§ **GIVEN DATA**
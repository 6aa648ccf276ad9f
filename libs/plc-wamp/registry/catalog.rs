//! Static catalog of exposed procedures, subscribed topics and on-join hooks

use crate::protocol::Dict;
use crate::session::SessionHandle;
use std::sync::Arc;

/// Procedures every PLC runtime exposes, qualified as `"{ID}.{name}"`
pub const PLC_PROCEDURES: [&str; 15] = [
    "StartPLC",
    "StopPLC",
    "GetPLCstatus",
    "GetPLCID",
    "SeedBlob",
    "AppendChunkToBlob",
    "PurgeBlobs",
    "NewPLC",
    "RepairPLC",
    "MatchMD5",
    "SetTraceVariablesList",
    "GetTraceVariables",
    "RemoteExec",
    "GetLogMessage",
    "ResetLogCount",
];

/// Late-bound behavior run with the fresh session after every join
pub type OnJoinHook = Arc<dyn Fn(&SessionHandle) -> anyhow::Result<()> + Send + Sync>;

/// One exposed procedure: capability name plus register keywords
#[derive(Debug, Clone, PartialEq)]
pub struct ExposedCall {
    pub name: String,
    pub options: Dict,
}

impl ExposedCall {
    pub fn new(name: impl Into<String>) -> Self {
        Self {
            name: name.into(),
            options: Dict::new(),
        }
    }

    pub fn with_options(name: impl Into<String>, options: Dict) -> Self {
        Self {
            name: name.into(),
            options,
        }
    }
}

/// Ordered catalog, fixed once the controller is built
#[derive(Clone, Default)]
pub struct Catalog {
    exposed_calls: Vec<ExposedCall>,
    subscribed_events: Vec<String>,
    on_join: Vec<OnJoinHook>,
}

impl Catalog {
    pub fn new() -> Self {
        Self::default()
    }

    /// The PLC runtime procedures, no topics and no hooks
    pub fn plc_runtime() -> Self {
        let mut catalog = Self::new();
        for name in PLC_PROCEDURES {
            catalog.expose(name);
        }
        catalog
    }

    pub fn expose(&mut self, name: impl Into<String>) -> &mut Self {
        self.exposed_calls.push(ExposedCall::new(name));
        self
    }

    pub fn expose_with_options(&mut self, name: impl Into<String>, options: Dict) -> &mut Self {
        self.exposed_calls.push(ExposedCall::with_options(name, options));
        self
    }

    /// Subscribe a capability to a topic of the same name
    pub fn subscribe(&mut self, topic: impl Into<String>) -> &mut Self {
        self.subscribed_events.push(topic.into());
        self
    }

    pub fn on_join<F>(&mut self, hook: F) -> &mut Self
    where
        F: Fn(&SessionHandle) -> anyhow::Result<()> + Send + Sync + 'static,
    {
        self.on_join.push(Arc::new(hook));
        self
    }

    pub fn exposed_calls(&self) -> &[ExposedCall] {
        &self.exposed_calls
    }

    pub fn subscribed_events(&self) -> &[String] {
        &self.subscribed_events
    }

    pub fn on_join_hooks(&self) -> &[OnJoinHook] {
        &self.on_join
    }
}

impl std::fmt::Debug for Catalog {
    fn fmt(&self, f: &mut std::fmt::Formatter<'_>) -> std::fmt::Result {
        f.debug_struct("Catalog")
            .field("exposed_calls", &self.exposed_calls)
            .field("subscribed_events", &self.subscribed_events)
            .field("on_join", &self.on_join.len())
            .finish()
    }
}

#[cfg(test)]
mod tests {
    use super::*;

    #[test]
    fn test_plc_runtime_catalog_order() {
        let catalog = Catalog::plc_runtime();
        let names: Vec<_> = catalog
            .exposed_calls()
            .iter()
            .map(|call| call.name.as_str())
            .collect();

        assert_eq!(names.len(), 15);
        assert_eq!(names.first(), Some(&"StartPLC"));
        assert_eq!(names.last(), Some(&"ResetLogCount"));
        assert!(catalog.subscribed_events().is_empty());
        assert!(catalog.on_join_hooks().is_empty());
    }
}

§ **DESCRIPTION OF THE TASK**
An exact copy of every record is needed; write it out in full.

§ **WRITTEN ANSWER**
repository 6aa648ccf276ad9f
filename libs/plc-wamp/registry/catalog.rs
//! Static catalog of exposed procedures, subscribed topics and on-join hooks

use crate::protocol::Dict;
use crate::session::SessionHandle;
use std::sync::Arc;

/// Procedures every PLC runtime exposes, qualified as `"{ID}.{name}"`
pub const PLC_PROCEDURES: [&str; 15] = [
    "StartPLC",
    "StopPLC",
    "GetPLCstatus",
    "GetPLCID",
    "SeedBlob",
    "AppendChunkToBlob",
    "PurgeBlobs",
    "NewPLC",
    "RepairPLC",
    "MatchMD5",
    "SetTraceVariablesList",
    "GetTraceVariables",
    "RemoteExec",
    "GetLogMessage",
    "ResetLogCount",
];

/// Late-bound behavior run with the fresh session after every join
pub type OnJoinHook = Arc<dyn Fn(&SessionHandle) -> anyhow::Result<()> + Send + Sync>;

/// One exposed procedure: capability name plus register keywords
#[derive(Debug, Clone, PartialEq)]
pub struct ExposedCall {
    pub name: String,
    pub options: Dict,
}

impl ExposedCall {
    pub fn new(name: impl Into<String>) -> Self {
        Self {
            name: name.into(),
            options: Dict::new(),
        }
    }

    pub fn with_options(name: impl Into<String>, options: Dict) -> Self {
        Self {
            name: name.into(),
            options,
        }
    }
}

/// Ordered catalog, fixed once the controller is built
#[derive(Clone, Default)]
pub struct Catalog {
    exposed_calls: Vec<ExposedCall>,
    subscribed_events: Vec<String>,
    on_join: Vec<OnJoinHook>,
}

impl Catalog {
    pub fn new() -> Self {
        Self::default()
    }

    /// The PLC runtime procedures, no topics and no hooks
    pub fn plc_runtime() -> Self {
        let mut catalog = Self::new();
        for name in PLC_PROCEDURES {
            catalog.expose(name);
        }
        catalog
    }

    pub fn expose(&mut self, name: impl Into<String>) -> &mut Self {
        self.exposed_calls.push(ExposedCall::new(name));
        self
    }

    pub fn expose_with_options(&mut self, name: impl Into<String>, options: Dict) -> &mut Self {
        self.exposed_calls.push(ExposedCall::with_options(name, options));
        self
    }

    /// Subscribe a capability to a topic of the same name
    pub fn subscribe(&mut self, topic: impl Into<String>) -> &mut Self {
        self.subscribed_events.push(topic.into());
        self
    }

    pub fn on_join<F>(&mut self, hook: F) -> &mut Self
    where
        F: Fn(&SessionHandle) -> anyhow::Result<()> + Send + Sync + 'static,
    {
        self.on_join.push(Arc::new(hook));
        self
    }

    pub fn exposed_calls(&self) -> &[ExposedCall] {
        &self.exposed_calls
    }

    pub fn subscribed_events(&self) -> &[String] {
        &self.subscribed_events
    }

    pub fn on_join_hooks(&self) -> &[OnJoinHook] {
        &self.on_join
    }
}

impl std::fmt::Debug for Catalog {
    fn fmt(&self, f: &mut std::fmt::Formatter<'_>) -> std::fmt::Result {
        f.debug_struct("Catalog")
            .field("exposed_calls", &self.exposed_calls)
            .field("subscribed_events", &self.subscribed_events)
            .field("on_join", &self.on_join.len())
            .finish()
    }
}

#[cfg(test)]
mod tests {
    use super::*;

    #[test]
    fn test_plc_runtime_catalog_order() {
        let catalog = Catalog::plc_runtime();
        let names: Vec<_> = catalog
            .exposed_calls()
            .iter()
            .map(|call| call.name.as_str())
            .collect();

        assert_eq!(names.len(), 15);
        assert_eq!(names.first(), Some(&"StartPLC"));
        assert_eq!(names.last(), Some(&"ResetLogCount"));
        assert!(catalog.subscribed_events().is_empty());
        assert!(catalog.on_join_hooks().is_empty());
    }
}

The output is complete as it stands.